Sclerosing adenosis is a proliferative benign lesion resulting from mammary lobular hyperplasia. It is characterized by the formation of fibrous tissue that distorts and envelops the glandular tissue. The resulting process produces sclerosis of the surrounding tissue. The small duct lumens can contain microcalcifications. This results in spiculations and calcifications that, in mammography, can be difficult to distinguish from invasive cancer, resulting in biopsy.

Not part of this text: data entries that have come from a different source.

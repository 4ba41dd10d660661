//! @acp:module "Archetypes"
//! @acp:summary "Fixed taxonomy of contract families the generator understands"
//! @acp:domain generator
//! @acp:layer model

use serde::{Deserialize, Serialize};
use std::fmt;
use std::str::FromStr;

use crate::error::ForgeError;

/// Contract family assigned to a prompt
#[derive(Debug, Clone, Copy, PartialEq, Eq, Hash, PartialOrd, Ord, Serialize, Deserialize)]
#[serde(rename_all = "lowercase")]
pub enum Archetype {
    Erc20,
    Erc721,
    Timelock,
    Voting,
    Multisig,
    Staking,
    /// No archetype recognized
    Custom,
}

impl Archetype {
    /// Get all archetypes, `Custom` last
    pub fn all() -> &'static [Archetype] {
        &[
            Archetype::Erc20,
            Archetype::Erc721,
            Archetype::Timelock,
            Archetype::Voting,
            Archetype::Multisig,
            Archetype::Staking,
            Archetype::Custom,
        ]
    }

    /// Archetypes that have a source template
    pub fn templated() -> &'static [Archetype] {
        &Self::all()[..6]
    }

    /// Get the wire tag (`erc20`, `multisig`, ...)
    pub fn as_str(&self) -> &'static str {
        match self {
            Archetype::Erc20 => "erc20",
            Archetype::Erc721 => "erc721",
            Archetype::Timelock => "timelock",
            Archetype::Voting => "voting",
            Archetype::Multisig => "multisig",
            Archetype::Staking => "staking",
            Archetype::Custom => "custom",
        }
    }

    /// Get the human-readable name
    pub fn label(&self) -> &'static str {
        match self {
            Archetype::Erc20 => "ERC-20 Token",
            Archetype::Erc721 => "NFT Collection",
            Archetype::Timelock => "Timelock",
            Archetype::Voting => "Voting DAO",
            Archetype::Multisig => "MultiSig Wallet",
            Archetype::Staking => "Staking Pool",
            Archetype::Custom => "Custom",
        }
    }

    pub fn is_custom(&self) -> bool {
        matches!(self, Archetype::Custom)
    }
}

impl fmt::Display for Archetype {
    fn fmt(&self, f: &mut fmt::Formatter<'_>) -> fmt::Result {
        f.write_str(self.as_str())
    }
}

impl FromStr for Archetype {
    type Err = ForgeError;

    fn from_str(s: &str) -> Result<Self, Self::Err> {
        match s.to_lowercase().as_str() {
            "erc20" | "erc-20" | "token" => Ok(Archetype::Erc20),
            "erc721" | "erc-721" | "nft" => Ok(Archetype::Erc721),
            "timelock" => Ok(Archetype::Timelock),
            "voting" | "dao" => Ok(Archetype::Voting),
            "multisig" | "multi-sig" => Ok(Archetype::Multisig),
            "staking" => Ok(Archetype::Staking),
            "custom" => Ok(Archetype::Custom),
            _ => Err(ForgeError::UnknownArchetype(s.to_string())),
        }
    }
}

#[cfg(test)]
mod tests {
    use super::*;

    #[test]
    fn test_archetype_wire_tags() {
        assert_eq!(Archetype::Erc20.to_string(), "erc20");
        assert_eq!(Archetype::Multisig.as_str(), "multisig");
        assert_eq!(
            serde_json::to_string(&Archetype::Erc721).unwrap(),
            "\"erc721\""
        );
    }

    #[test]
    fn test_archetype_from_str() {
        assert_eq!("ERC-20".parse::<Archetype>().unwrap(), Archetype::Erc20);
        assert_eq!("nft".parse::<Archetype>().unwrap(), Archetype::Erc721);
        assert!("lottery".parse::<Archetype>().is_err());
    }

    #[test]
    fn test_templated_excludes_custom() {
        assert_eq!(Archetype::templated().len(), 6);
        assert!(!Archetype::templated().contains(&Archetype::Custom));
    }
}
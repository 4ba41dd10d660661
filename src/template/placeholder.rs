//! @acp:module "Template Placeholders"
//! @acp:summary "Placeholder tokens, the parameters that feed them, and their defaults"
//! @acp:domain template
//! @acp:layer model

use regex::Regex;
use std::collections::BTreeSet;
use std::sync::LazyLock;

/// A `{{TOKEN}}` marker that templates may reference
#[derive(Debug, Clone, Copy, PartialEq, Eq)]
pub struct Placeholder {
    /// Token name as written between the braces
    pub token: &'static str,
    /// ParameterSet key supplying the value
    pub param: &'static str,
    /// Value used when the parameter is absent
    pub default: &'static str,
}

/// Every placeholder a template may use. Adding a token here is the only way
/// to make it legal in a template.
pub static PLACEHOLDERS: &[Placeholder] = &[
    Placeholder { token: "NAME", param: "name", default: "Contract" },
    Placeholder { token: "TOKEN_NAME", param: "name", default: "Token" },
    Placeholder { token: "SYMBOL", param: "symbol", default: "TKN" },
    Placeholder { token: "SUPPLY", param: "supply", default: "1000000" },
    Placeholder { token: "MAX_SUPPLY", param: "maxSupply", default: "10000" },
    Placeholder { token: "MINT_PRICE", param: "mintPrice", default: "0.01" },
    Placeholder { token: "LOCK_DAYS", param: "lockDays", default: "30" },
    Placeholder { token: "REWARD_RATE", param: "rewardRate", default: "1000000000000" },
];

static TOKEN_PATTERN: LazyLock<Regex> =
    LazyLock::new(|| Regex::new(r"\{\{\s*([A-Za-z_][A-Za-z0-9_]*)\s*\}\}").unwrap());

/// Look up a placeholder by token name
pub fn lookup(token: &str) -> Option<&'static Placeholder> {
    PLACEHOLDERS.iter().find(|p| p.token == token)
}

/// Distinct simple `{{TOKEN}}` names referenced by a template, in sorted order
pub fn scan_tokens(template: &str) -> BTreeSet<String> {
    TOKEN_PATTERN
        .captures_iter(template)
        .map(|caps| caps[1].to_string())
        .collect()
}
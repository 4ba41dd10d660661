//! @acp:module "Networks Command"
//! @acp:summary "Print Mantle network metadata"
//! @acp:domain cli
//! @acp:layer handler

use anyhow::Result;
use console::style;

use crate::network;

/// Options for the networks command
#[derive(Debug, Clone, Default)]
pub struct NetworksOptions {
    /// Output as JSON
    pub json: bool,
    /// Network marked as the default
    pub default_network: String,
}

/// Execute the networks command
pub fn execute_networks(options: NetworksOptions) -> Result<()> {
    let networks = network::all();

    if options.json {
        println!("{}", serde_json::to_string_pretty(&networks)?);
        return Ok(());
    }

    for (key, net) in &networks {
        let marker = if key.eq_ignore_ascii_case(&options.default_network) {
            style("*").green().to_string()
        } else {
            " ".to_string()
        };
        println!("{} {} ({})", marker, style(net.name).bold(), key);
        println!("    Chain ID: {}", net.chain_id);
        println!("    RPC:      {}", net.rpc);
        println!("    Explorer: {}", net.explorer);
        if let Some(faucet) = net.faucet {
            println!("    Faucet:   {}", faucet);
        }
    }

    Ok(())
}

Both sclerosing adenosis and proliferative fibrocystic change may have a slightly spiculated appearance on mammography; they occasionally also contain calcifications and can simulate cancer. When spiculated and associated with calcifications, fat necrosis, sclerosing adenosis and proliferative fibrocystic disease undergo biopsy and are a cause of false-positive biopsies (Fig. 4-8).

Radial Scar

A radial scar is a benign proliferative breast lesion that has nothing to do with a postbiopsy scar but looks like a spiculated mass or postbiopsy scar. Both radial scars and their larger variants, called complex sclerosing lesions, may include adenosis and hyperplasia. In autopsy series, small radial scars are common but often may not be apparent on mammography. The central part of a radial scar undergoes atrophy, thereby resulting in a scarlike formation, with pulling in of the surrounding glandular tissue that produces a spiculated mass. On occasion, because of entrapment of breast ductules, the radial scar may be difficult for pathologists to distinguish from infiltrating ductal carcinoma. However, both epithelial and myoepithelial cells in benign radial scars distinguish them from breast cancer. Radial scars may contain or be associated with atypical ductal hyperplasia, atypical lobular hyperplasia, lobular carcinoma in situ, or cancer. This is one of the rationales for surgical excision. Some pathologists believe that a radial scar may be a precursor to tubular carcinoma and should be excised, although this position is controversial.

On mammography, a radial scar appears as a spiculated mass with either a dark or white central area that may or may not have associated microcalcifications (Fig. 4-9). It is a myth that radial scars have dark centers in the mass on mammography (Fig. 4-10) and can be distinguished from breast cancers, which have white-centered masses. Scientific studies have shown that radial scars and breast cancer can both have either white or dark centers on mammograms. This means that all spiculated masses not representing a postbiopsy scar should be sampled histologically (Box 4-9). On ultrasound, a radial scar is a hypoechoic mass, with or without acoustic shadowing.